Back in the days of old, like a year ago when the major lockdowns of society and the economy were clamping into place due to the COVID-19 pandemic, there were questions and fears about the impact of the decisions of public health officials, and whether they were going too far, or if the restrictions were reasonable.
Fast-forward one year later, and we are still under many restrictions, but hope is being held out in the form of vaccines, which are very, very slowly rolling out across Canada.
A monkey-wrench has been thrown into the works in the form of “variants of concern”, particularly because these variants are more contagious than the original COVID-19 virus, and they are spreading.
This is the setting for a difficult situation, as residents are anxious to get vaccinated and hopefully avoid being hit by the virus hard enough to require hospitalization.

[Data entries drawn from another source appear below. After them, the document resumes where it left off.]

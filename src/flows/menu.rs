//! Interactive menu
//!
//! The numbered menu loop for browsing the tally from a terminal. Input is
//! read word by word, so `1 apple` on a single line works as well as two
//! separate lines.

use anyhow::Result;
use std::collections::VecDeque;
use std::io::{BufRead, Write};
use std::path::PathBuf;
use tracing::{debug, warn};

use crate::core::frequency::format_lines;
use crate::core::model::ErrorItem;
use crate::core::render::lookup_message;
use crate::core::tally::TallyReporter;
use crate::flows::histogram::{build_histogram, DEFAULT_SYMBOL};

const RULE: &str =
    "*************************************************************************************";

/// A menu entry
#[derive(Debug, Clone, Copy, PartialEq, Eq)]
pub enum MenuChoice {
    Lookup,
    List,
    Histogram,
    Exit,
}

impl MenuChoice {
    pub fn from_number(n: i64) -> Option<Self> {
        match n {
            1 => Some(MenuChoice::Lookup),
            2 => Some(MenuChoice::List),
            3 => Some(MenuChoice::Histogram),
            4 => Some(MenuChoice::Exit),
            _ => None,
        }
    }
}

/// Menu session over arbitrary input/output streams
pub struct Menu<R, W> {
    reporter: TallyReporter,
    data_file: PathBuf,
    color: bool,
    input: R,
    output: W,
    pending: VecDeque<String>,
}

impl<R: BufRead, W: Write> Menu<R, W> {
    pub fn new(reporter: TallyReporter, data_file: PathBuf, input: R, output: W) -> Self {
        Self {
            reporter,
            data_file,
            color: false,
            input,
            output,
            pending: VecDeque::new(),
        }
    }

    pub fn with_color(mut self, color: bool) -> Self {
        self.color = color;
        self
    }

    /// Run until the user picks Exit or input ends
    pub fn run(&mut self) -> Result<()> {
        loop {
            self.print_main_menu()?;
            let Some(number) = self.read_number()? else {
                writeln!(self.output)?;
                break;
            };

            let choice = MenuChoice::from_number(number);
            debug!(number, ?choice, "menu selection");

            match choice {
                Some(MenuChoice::Lookup) => self.specific_item()?,
                Some(MenuChoice::List) => self.item_list()?,
                Some(MenuChoice::Histogram) => self.histogram()?,
                Some(MenuChoice::Exit) => break,
                None => writeln!(self.output, "Invalid selection.")?,
            }
        }

        self.output.flush()?;
        Ok(())
    }

    /// Give back the output stream
    pub fn into_output(self) -> W {
        self.output
    }

    fn print_main_menu(&mut self) -> Result<()> {
        let out = &mut self.output;
        writeln!(out, "{}", RULE)?;
        writeln!(out, "{:^85}", "Corner Grocer Tracking")?;
        writeln!(out, "{}", RULE)?;
        writeln!(out)?;
        writeln!(out, "Please enter your selection as a number (1, 2, 3, or 4)")?;
        writeln!(out)?;
        writeln!(out, "1: Look up how many times a specific item was purchased")?;
        writeln!(out, "2: See a list of all items and how many times each was purchased")?;
        writeln!(out, "3: View a star chart showing item purchase frequency")?;
        writeln!(out, "4: Exit program")?;
        writeln!(out)?;
        write!(out, "Enter your selection: ")?;
        out.flush()?;
        Ok(())
    }

    fn specific_item(&mut self) -> Result<()> {
        write!(
            self.output,
            "Please enter the item or word you wish to look for: "
        )?;
        self.output.flush()?;

        let Some(word) = self.next_word()? else {
            return Ok(());
        };
        writeln!(self.output)?;

        match self.reporter.lookup(&word) {
            Ok(lookup) if lookup.is_found() => {
                writeln!(
                    self.output,
                    "Total of {} {} sold today.",
                    lookup.count, word
                )?;
                writeln!(self.output)?;
            }
            Ok(lookup) => writeln!(self.output, "{}", lookup_message(&lookup))?,
            Err(e) => self.report_error(&e)?,
        }
        Ok(())
    }

    fn item_list(&mut self) -> Result<()> {
        match self.reporter.report_all_items() {
            Ok(items) => write!(self.output, "{}", format_lines(items))?,
            Err(e) => self.report_error(&e)?,
        }
        Ok(())
    }

    fn histogram(&mut self) -> Result<()> {
        match build_histogram(&self.reporter, &self.data_file, DEFAULT_SYMBOL, self.color) {
            Ok(chart) => {
                write!(self.output, "{}", chart)?;
                writeln!(self.output)?;
            }
            Err(e) => self.report_error(&e)?,
        }
        Ok(())
    }

    fn report_error(&mut self, err: &crate::core::error::TallyError) -> Result<()> {
        warn!(error = %err, "menu operation failed");
        let item = ErrorItem::from(err);
        writeln!(self.output, "Error: {}", item.message)?;
        Ok(())
    }

    /// Read a whole number, re-prompting on anything else. `None` at end of input.
    fn read_number(&mut self) -> Result<Option<i64>> {
        loop {
            let Some(word) = self.next_word()? else {
                return Ok(None);
            };
            match word.parse::<i64>() {
                Ok(n) => return Ok(Some(n)),
                Err(_) => {
                    // Discard the rest of the line, like a failed stream extraction
                    self.pending.clear();
                    write!(self.output, "Invalid Input! Please enter 1, 2, 3, or 4: ")?;
                    self.output.flush()?;
                }
            }
        }
    }

    fn next_word(&mut self) -> Result<Option<String>> {
        while self.pending.is_empty() {
            let mut line = String::new();
            if self.input.read_line(&mut line)? == 0 {
                return Ok(None);
            }
            self.pending
                .extend(line.split_whitespace().map(str::to_string));
        }
        Ok(self.pending.pop_front())
    }
}
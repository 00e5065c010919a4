//! Default file names and path resolution

use std::path::{Path, PathBuf};

/// Input file read when no other source is given
pub const DEFAULT_INPUT_FILE: &str = "CS210_Project_Three_Input_File.txt";

/// Frequency data file written by the histogram export
pub const DEFAULT_OUTPUT_FILE: &str = "frequency.dat";

/// Resolve `path` against `root` unless it is already absolute
pub fn resolve(root: &Path, path: &Path) -> PathBuf {
    if path.is_absolute() {
        path.to_path_buf()
    } else {
        root.join(path)
    }
}

/// Normalize a path to use '/' as separator (for stable log and error output)
pub fn normalize_path(path: &Path) -> String {
    path.to_string_lossy().replace('\\', "/")
}
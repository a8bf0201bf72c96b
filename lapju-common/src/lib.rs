//! # LAPJU Common Library
//!
//! Shared code for the LAPJU progress-tracking tools including:
//! - Database schema, models and queries
//! - Nested-set tree helpers
//! - Weight normalization
//! - Progress rollup computation
//! - S-curve backfill scheduling
//! - Configuration loading

pub mod config;
pub mod db;
pub mod error;
pub mod fixed;
pub mod normalize;
pub mod rollup;
pub mod scurve;
pub mod tree;

pub use error::{Error, Result};
pub use rollup::RollupMode;
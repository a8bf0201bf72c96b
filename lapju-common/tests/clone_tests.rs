//! Tests for materializing the template catalog into project task trees

use lapju_common::db::init::init_database;
use lapju_common::db::models::NodeFields;
use lapju_common::db::projects::create_project;
use lapju_common::db::tasks::{
    clone_templates_for_project, count_tasks, delete_project_tasks, insert_task, list_tasks,
    update_task,
};
use lapju_common::db::templates::{insert_template, list_templates};
use lapju_common::tree;
use lapju_common::{fixed, Error};
use std::collections::HashMap;
use tempfile::TempDir;

async fn temp_db() -> (TempDir, sqlx::SqlitePool) {
    let dir = TempDir::new().expect("create temp dir");
    let pool = init_database(&dir.path().join("lapju.db"))
        .await
        .expect("initialize database");
    (dir, pool)
}

/// Catalog used by most tests:
/// Persiapan { Pembersihan, Pengukuran }, Pondasi { Galian }
async fn seed_catalog(pool: &sqlx::SqlitePool) {
    let prep = insert_template(
        pool,
        None,
        NodeFields {
            name: "Persiapan".to_string(),
            ..Default::default()
        },
    )
    .await
    .unwrap();

    insert_template(
        pool,
        Some(&prep.guid),
        NodeFields {
            name: "Pembersihan".to_string(),
            volume_h: 12_000, // 120.00
            unit: Some("m2".to_string()),
            price_h: 1_500, // 15.00
            weight_h: 2_500,
        },
    )
    .await
    .unwrap();

    insert_template(
        pool,
        Some(&prep.guid),
        NodeFields {
            name: "Pengukuran".to_string(),
            volume_h: 100,
            unit: Some("ls".to_string()),
            price_h: 50_000,
            weight_h: 2_500,
        },
    )
    .await
    .unwrap();

    let pondasi = insert_template(
        pool,
        None,
        NodeFields {
            name: "Pondasi".to_string(),
            ..Default::default()
        },
    )
    .await
    .unwrap();

    insert_template(
        pool,
        Some(&pondasi.guid),
        NodeFields {
            name: "Galian".to_string(),
            volume_h: 4_550, // 45.50
            unit: Some("m3".to_string()),
            price_h: 7_525, // 75.25
            weight_h: 5_000,
        },
    )
    .await
    .unwrap();
}

#[tokio::test]
async fn test_clone_fidelity() {
    let (_dir, pool) = temp_db().await;
    seed_catalog(&pool).await;

    let project = create_project(&pool, "Gedung A", None, None).await.unwrap();
    let cloned = clone_templates_for_project(&pool, &project.guid)
        .await
        .unwrap();

    let catalog = list_templates(&pool).await.unwrap();
    let tasks = list_tasks(&pool, &project.guid).await.unwrap();

    // Same node count, every clone linked back to its template
    assert_eq!(cloned, catalog.len());
    assert_eq!(tasks.len(), catalog.len());

    let task_by_template: HashMap<&str, _> = tasks
        .iter()
        .map(|t| (t.template_guid.as_deref().unwrap(), t))
        .collect();

    for template in &catalog {
        let task = task_by_template[template.guid.as_str()];
        assert_eq!(task.name, template.name);
        assert_eq!(task.volume_h, template.volume_h);
        assert_eq!(task.unit, template.unit);
        assert_eq!(task.price_h, template.price_h);
        assert_eq!(task.weight_h, template.weight_h);
        // Bounds are reused verbatim - trees are numbered independently
        assert_eq!(task.left_bound, template.left_bound);
        assert_eq!(task.right_bound, template.right_bound);

        // Structural isomorphism through the parent links
        match &template.parent_guid {
            Some(parent_template) => {
                let parent_task = task_by_template[parent_template.as_str()];
                assert_eq!(task.parent_guid.as_deref(), Some(parent_task.guid.as_str()));
            }
            None => assert!(task.parent_guid.is_none()),
        }
    }

    assert!(tree::verify_bounds(&tasks).is_empty());
}

#[tokio::test]
async fn test_clone_computes_total_price() {
    let (_dir, pool) = temp_db().await;
    seed_catalog(&pool).await;

    let project = create_project(&pool, "Gedung A", None, None).await.unwrap();
    clone_templates_for_project(&pool, &project.guid)
        .await
        .unwrap();

    let tasks = list_tasks(&pool, &project.guid).await.unwrap();
    for task in &tasks {
        assert_eq!(
            task.total_price_h,
            fixed::mul(task.price_h, task.volume_h),
            "total price mismatch for {}",
            task.name
        );
    }

    // 45.50 m3 × 75.25 = 3423.88 (rounded from 3423.875)
    let galian = tasks.iter().find(|t| t.name == "Galian").unwrap();
    assert_eq!(galian.total_price_h, 342_388);
}

#[tokio::test]
async fn test_clone_empty_catalog_is_noop() {
    let (_dir, pool) = temp_db().await;

    let project = create_project(&pool, "Gedung A", None, None).await.unwrap();
    let cloned = clone_templates_for_project(&pool, &project.guid)
        .await
        .unwrap();
    assert_eq!(cloned, 0);
    assert_eq!(count_tasks(&pool, &project.guid).await.unwrap(), 0);
}

#[tokio::test]
async fn test_clone_missing_project() {
    let (_dir, pool) = temp_db().await;
    let result = clone_templates_for_project(&pool, "no-such-project").await;
    assert!(matches!(result, Err(Error::NotFound(_))));
}

#[tokio::test]
async fn test_clone_twice_duplicates() {
    // Cloning is only idempotent on an empty tree; a second run duplicates.
    // Callers guard with count_tasks or a reset.
    let (_dir, pool) = temp_db().await;
    seed_catalog(&pool).await;

    let project = create_project(&pool, "Gedung A", None, None).await.unwrap();
    clone_templates_for_project(&pool, &project.guid)
        .await
        .unwrap();
    clone_templates_for_project(&pool, &project.guid)
        .await
        .unwrap();

    let catalog_len = list_templates(&pool).await.unwrap().len();
    assert_eq!(
        count_tasks(&pool, &project.guid).await.unwrap() as usize,
        catalog_len * 2
    );
}

#[tokio::test]
async fn test_clones_are_isolated_per_project() {
    let (_dir, pool) = temp_db().await;
    seed_catalog(&pool).await;

    let first = create_project(&pool, "Gedung A", None, None).await.unwrap();
    let second = create_project(&pool, "Gedung B", None, None).await.unwrap();
    clone_templates_for_project(&pool, &first.guid).await.unwrap();
    clone_templates_for_project(&pool, &second.guid)
        .await
        .unwrap();

    let first_tasks = list_tasks(&pool, &first.guid).await.unwrap();
    let second_tasks = list_tasks(&pool, &second.guid).await.unwrap();
    assert_eq!(first_tasks.len(), second_tasks.len());

    // Resetting one project leaves the other untouched
    let deleted = delete_project_tasks(&pool, &first.guid).await.unwrap();
    assert_eq!(deleted as usize, first_tasks.len());
    assert_eq!(count_tasks(&pool, &first.guid).await.unwrap(), 0);
    assert_eq!(
        count_tasks(&pool, &second.guid).await.unwrap() as usize,
        second_tasks.len()
    );
}

#[tokio::test]
async fn test_manual_task_keeps_total_price_invariant() {
    let (_dir, pool) = temp_db().await;

    let project = create_project(&pool, "Gedung A", None, None).await.unwrap();
    let task = insert_task(
        &pool,
        &project.guid,
        None,
        NodeFields {
            name: "Manual".to_string(),
            volume_h: 300,  // 3.00
            price_h: 1_050, // 10.50
            ..Default::default()
        },
    )
    .await
    .unwrap();

    assert!(task.template_guid.is_none());
    assert_eq!(task.total_price_h, 3_150); // 31.50

    // total price is recomputed on update, before persistence
    let updated = update_task(
        &pool,
        &task.guid,
        NodeFields {
            name: "Manual".to_string(),
            volume_h: 400,
            price_h: 1_050,
            ..Default::default()
        },
    )
    .await
    .unwrap();
    assert_eq!(updated.total_price_h, 4_200);
}

#[tokio::test]
async fn test_leaf_numbers_follow_tree_order() {
    let (_dir, pool) = temp_db().await;
    seed_catalog(&pool).await;

    let project = create_project(&pool, "Gedung A", None, None).await.unwrap();
    clone_templates_for_project(&pool, &project.guid)
        .await
        .unwrap();

    let tasks = list_tasks(&pool, &project.guid).await.unwrap();
    let numbers = tree::leaf_numbers(&tasks);

    let number_of = |name: &str| {
        let task = tasks.iter().find(|t| t.name == name).unwrap();
        numbers.get(&task.guid).copied()
    };

    // Numbering restarts per parent, in left-bound order
    assert_eq!(number_of("Pembersihan"), Some(1));
    assert_eq!(number_of("Pengukuran"), Some(2));
    assert_eq!(number_of("Galian"), Some(1));
    // Containers receive no number
    assert_eq!(number_of("Persiapan"), None);
    assert_eq!(number_of("Pondasi"), None);
}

With all that said, the provincial government has acted in a hurtful and unreasonable manner when they gave thumbs-down to a plan for Weyburn to be a host for SJHL teams to form a bubble here and play some junior hockey.
The province rejected the detailed plans to make these games happen, even though every contingency had been thought of and prepared for, including the availability of rapid testing kits so, if needed, they could get results within 20 minutes of any player or staff person tested.
The province’s reasoning for this is the upswing in variant COVID cases in Saskatchewan — but this is where all logic and sense has been left behind. The centre of 90 per cent of variant cases is in Regina, not in Weyburn. The number of COVID cases has been low in Weyburn, and has remained low throughout the month of March.
None of the SJHL teams are from Regina, and none of the games would be played in Regina — and what’s more, WHL games are ongoing in Regina and have not been stopped, even with the upswing in variant cases.
This is completely unreasonable and illogical to put a stop to the detailed plans set up for Weyburn, and this will have a huge impact on the community, not just on the teams.
This would’ve been a huge boost for Weyburn, with an estimated half-a-million dollars possible, benefitting our hotels, restaurants, stores and suppliers, with seven teams set to come and play hockey in our community.
Besides the economic impact, which Weyburn badly needed after a year like the city has just gone through, there is the impact of taking away the only chance for 20-year-old hockey players to finish out their season. For some of them, this may be the end of their hockey-playing days.
This decision cannot be justified with a community-wide impact almost as bad as the severe lockdowns of one year ago, particularly when WHL games are still going on in the very city where variants are a concern.